Não deves abrir as gavetas fechadas: por alguma razão as trancaram, e teres descoberto agora a chave é um acaso que podes ignorar. Dentro das gavetas sabes o que encontras: mentiras. Muitas mentiras de papel, fotografias, objectos. Dentro das gavetas está a imperfeição do mundo, a inalterável imperfeição, a mágoa com que repetidamente te desiludes. As gavetas foram sendo preenchidas por gente tão fraca como tu e foram fechadas por alguém mais sábio que tu. Há um mês ou um século, não importa.
in Menos por Menos – Poemas Escolhidos, 2011
Drawers
You should not open closed drawers: they were locked for a reason, having now found the key is a happenstance you can ignore. You know what you’ll find inside drawers: lies. Many paper lies, photographs, things. Drawers are home to the world’s imperfection, the unalterable imperfection, the sorrow that repeatedly feeds your disillusion. Drawers have always been packed by people as weak as you and locked by someone wiser than you. A month ago, never mind a century.
Coordenador da coleção de poesia da Tinta-da-China, cronista, crítico literário, é um dos membros do Governo Sombra, foi diretor interino da Cinemateca Portuguesa, é um extraordinário poeta, tradutor excelente e entre múltiplas atividades exercidas com a qualidade que lhe é prumo constante, organizou também um volume de ensaios de Augustina Bessa-Luís, Contemplação Carinhosa da Angústia e, Deus como interrogação na Poesia Portuguesa com Tolentino Mendonça.
Escuto-o com atenção e leio-o, tendo sempre presente que lhe encontro uma certa tristeza inescapável que, para mim, lhe serve de fundamento à verdade, estando esta na base da sua perceção num mundo extenso de curiosidades quase todas escolhidas. Às vezes, quando nos identificamos com as posturas de alguém é porque surgem similaridades que temos como reais e “partilhadas”. Em mim a melancolia e a capacidade para a superar são a base da vida do intelecto e creio sentir esta realidade em Pedro Mexia.

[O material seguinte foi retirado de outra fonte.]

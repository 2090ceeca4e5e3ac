use crate::error::ConfigError;
use axum::http::HeaderValue;
use std::net::{IpAddr, Ipv4Addr};
use tracing::Level;

/// which origins may call the backend from a browser
#[derive(Debug, Clone, PartialEq, Eq)]
pub enum CorsOrigins {
    /// wildcard `*`, fine for local testing but should be narrowed when deployed
    Any,
    List(Vec<HeaderValue>),
}

#[derive(Debug, Clone)]
pub struct AppConfig {
    pub host: IpAddr,
    pub port: u16,
    pub log_level: Level,
    pub cors_allowed_origins: CorsOrigins,
}

pub fn read_log_level(value: Option<String>) -> Level {
    let log_level = value.unwrap_or_else(|| "INFO".to_string());
    let log_level = match log_level.as_str() {
        "DEBUG" => Level::DEBUG,
        "INFO" => Level::INFO,
        "WARN" => Level::WARN,
        "ERROR" => Level::ERROR,
        "TRACE" => Level::TRACE,
        _ => Level::INFO,
    };
    log_level
}

/// `*` (or nothing) means any origin, otherwise a comma separated list of exact origins
pub fn read_cors_origins(value: Option<String>) -> Result<CorsOrigins, ConfigError> {
    let value = match value {
        Some(value) if !value.trim().is_empty() && value.trim() != "*" => value,
        _ => return Ok(CorsOrigins::Any),
    };
    let origins: Vec<&str> = value
        .split(',')
        .map(str::trim)
        .filter(|origin| !origin.is_empty())
        .collect();
    // an empty list or a wildcard anywhere in it still means any origin
    if origins.is_empty() || origins.contains(&"*") {
        return Ok(CorsOrigins::Any);
    }
    let origins = origins
        .into_iter()
        .map(|origin| {
            HeaderValue::from_str(origin).map_err(|_| ConfigError::InvalidOrigin(origin.to_string()))
        })
        .collect::<Result<Vec<_>, _>>()?;
    Ok(CorsOrigins::List(origins))
}

impl AppConfig {
    pub fn from_env() -> Result<Self, ConfigError> {
        dotenv::dotenv().ok();
        Self::from_lookup(|key| std::env::var(key).ok())
    }

    /// unset variables keep the values of `AppConfig::default()`
    pub fn from_lookup(lookup: impl Fn(&str) -> Option<String>) -> Result<Self, ConfigError> {
        let defaults = AppConfig::default();
        let host = match lookup("BACKEND_HOST") {
            Some(host) => host
                .parse::<IpAddr>()
                .map_err(|_| ConfigError::InvalidHost(host))?,
            None => defaults.host,
        };
        let port = match lookup("BACKEND_PORT") {
            Some(port) => port
                .parse::<u16>()
                .map_err(|_| ConfigError::InvalidPort(port))?,
            None => defaults.port,
        };
        let log_level = read_log_level(lookup("LOG_LEVEL"));
        let cors_allowed_origins = read_cors_origins(lookup("CORS_ALLOWED_ORIGINS"))?;
        Ok(AppConfig {
            host,
            port,
            log_level,
            cors_allowed_origins,
        })
    }
}

impl Default for AppConfig {
    fn default() -> Self {
        AppConfig {
            host: IpAddr::V4(Ipv4Addr::LOCALHOST),
            port: 8000,
            log_level: Level::INFO,
            cors_allowed_origins: CorsOrigins::Any,
        }
    }
}
pub mod util;
use goose::prelude::*;

async fn loadtest_ping(user: &mut GooseUser) -> TransactionResult {
    let _response = user.get("/ping").await?;
    Ok(())
}

#[tokio::main]
async fn main() -> Result<(), GooseError> {
    GooseAttack::initialize()?
        .register_scenario(scenario!("health").register_transaction(transaction!(loadtest_ping)))
        // same address the frontend polls, override with --host
        .set_default(GooseDefault::Host, "http://127.0.0.1:8000")?
        .execute()
        .await?;

    Ok(())
}
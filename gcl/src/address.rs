//! vCPU address arithmetic with explicit page and offset

use crate::error::{ErrorKind, Fallible};
use std::fmt;

/// Distance a branch target is kept behind its re-entry point.
///
/// The vCPU advances its program counter by two before each fetch, staying
/// inside the current page.
pub const BRANCH_STEP: u8 = 2;

/// A position in vCPU memory.
///
/// One past the end of the last page (0x10000) is representable so that a
/// completely filled top page still has a well-defined end address.
#[derive(Debug, Clone, Copy, PartialEq, Eq, PartialOrd, Ord, Hash)]
pub struct Address(u32);

impl Address {
    pub const fn new(value: u32) -> Self {
        Address(value)
    }

    pub const fn value(self) -> u32 {
        self.0
    }

    pub const fn page(self) -> u32 {
        self.0 >> 8
    }

    pub const fn page_base(self) -> u32 {
        self.0 & !0xff
    }

    pub const fn offset(self) -> u8 {
        (self.0 & 0xff) as u8
    }

    pub const fn hi(self) -> u8 {
        (self.0 >> 8) as u8
    }

    /// Step back within the page; the offset wraps, the page never changes
    pub const fn prev(self, step: u8) -> Address {
        Address(self.page_base() | self.offset().wrapping_sub(step) as u32)
    }

    /// One-byte branch operand that re-enters at `self` from `site`
    pub fn branch_from(self, site: Address) -> Fallible<u8> {
        let target = self.prev(BRANCH_STEP);
        if target.page() != site.page() {
            return Err(ErrorKind::LoopOutsidePage);
        }
        Ok(target.offset())
    }
}

impl From<u16> for Address {
    fn from(value: u16) -> Self {
        Address(value as u32)
    }
}

impl fmt::Display for Address {
    fn fmt(&self, f: &mut fmt::Formatter<'_>) -> fmt::Result {
        write!(f, "{:04x}", self.0)
    }
}

#[cfg(test)]
mod tests {
    use super::*;

    #[test]
    fn test_prev_wraps_inside_page() {
        assert_eq!(Address::new(0x0234).prev(2), Address::new(0x0232));
        assert_eq!(Address::new(0x0200).prev(2), Address::new(0x02fe));
        assert_eq!(Address::new(0x0201).prev(2), Address::new(0x02ff));
        assert_eq!(Address::new(0x0200).prev(1), Address::new(0x02ff));
    }

    #[test]
    fn test_split() {
        let a = Address::new(0x12ab);
        assert_eq!(a.page(), 0x12);
        assert_eq!(a.hi(), 0x12);
        assert_eq!(a.offset(), 0xab);
        assert_eq!(a.page_base(), 0x1200);
        assert_eq!(a.to_string(), "12ab");
    }

    #[test]
    fn test_branch_same_page() {
        let entry = Address::new(0x0300);
        assert_eq!(entry.branch_from(Address::new(0x0310)), Ok(0xfe));
        assert_eq!(Address::new(0x0340).branch_from(Address::new(0x0350)), Ok(0x3e));
    }

    #[test]
    fn test_branch_across_page_rejected() {
        let entry = Address::new(0x05f0);
        assert_eq!(
            entry.branch_from(Address::new(0x0600)),
            Err(ErrorKind::LoopOutsidePage)
        );
    }
}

Ando mão na mão com o seu livro uma vez que tudo se perdeu.
Releio
Amigo Inimigo
|Dylan Thomas|
(…) tu meu amigo
(…) que escondias a mentira quando ousadamente devassavas
o meu segredo mais desamparado
(…) Convoco-te agora para que te assumas como ladrão
(…) Foste outrora aquela criatura tão franca, tão alegre,
um parente que nada exigia
e que eu nunca quis defraudar,
enquanto deslocavas a verdade na atmosfera.
E sobre a poesia de Thomas Hardy, pode ler-se neste livro:
«o tempo passa nos poemas. O tempo é o meio através do qual o presente se torna irrecuperável, e no qual a observação se torna memória.(…)
a esperança e a felicidade destruídas, simplesmente porque o tempo passa»
E
Quarenta e Dois
(…) Escrevo, mas tudo o que escreva está submerso pelo queixume
dos pássaros que enchem as arvores e se ouvem no futuro.
Inelutavelmente, as nossa futuridades também surgem de profiláticas autoilusões, e bem creio que Pedro Mexia sabe que de um modo ou de outro a esperança sofre de um vício de frustração e ainda assim é a responsável pela luz da madrugada.
Este o modo como leio a escrita deste poeta de que tanto gosto: Pedro Mexia.